**Problem details**
Every line from the one bearing "branch. Commits pushed" through the last line of the entries should be printed exactly, with no other output.

------ Material to process ------

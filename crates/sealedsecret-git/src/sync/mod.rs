//! Remote reconciliation.
//!
//! Every local commit is followed by a fetch and a push of the source branch.
//! The [`ConflictPolicy`] decides whether that push may overwrite a remote
//! branch that moved in the meantime.

mod remote;
mod state;

use serde::{Deserialize, Serialize};

pub(crate) use remote::{RemoteSynchronizer, apply_transport_timeout, clone_fetch_options};
pub use state::SyncState;

/// How a push treats a remote branch that diverged from the local one.
#[derive(Debug, Clone, Copy, PartialEq, Eq, Hash, Serialize, Deserialize)]
#[serde(rename_all = "snake_case")]
pub enum ConflictPolicy {
    /// Last writer wins: the remote branch is replaced by the local one.
    ///
    /// Safe only while a single session writes to the branch. Commits pushed
    /// by anyone else between the fetch and the push are discarded.
    ForceOverwrite,
    /// The push fails with [`SessionError::PushRejected`](crate::SessionError::PushRejected)
    /// when it is not a fast-forward.
    RejectOnDivergence,
}

impl ConflictPolicy {
    /// Returns true if pushes under this policy are forced.
    pub fn is_force(self) -> bool {
        matches!(self, Self::ForceOverwrite)
    }
}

------

**Solution**
    /// Safe only while a single session writes to the branch. Commits pushed
    /// by anyone else between the fetch and the push are discarded.
    ForceOverwrite,
    /// The push fails with [`SessionError::PushRejected`](crate::SessionError::PushRejected)
    /// when it is not a fast-forward.
    RejectOnDivergence,
}

impl ConflictPolicy {
    /// Returns true if pushes under this policy are forced.
    pub fn is_force(self) -> bool {
        matches!(self, Self::ForceOverwrite)
    }
}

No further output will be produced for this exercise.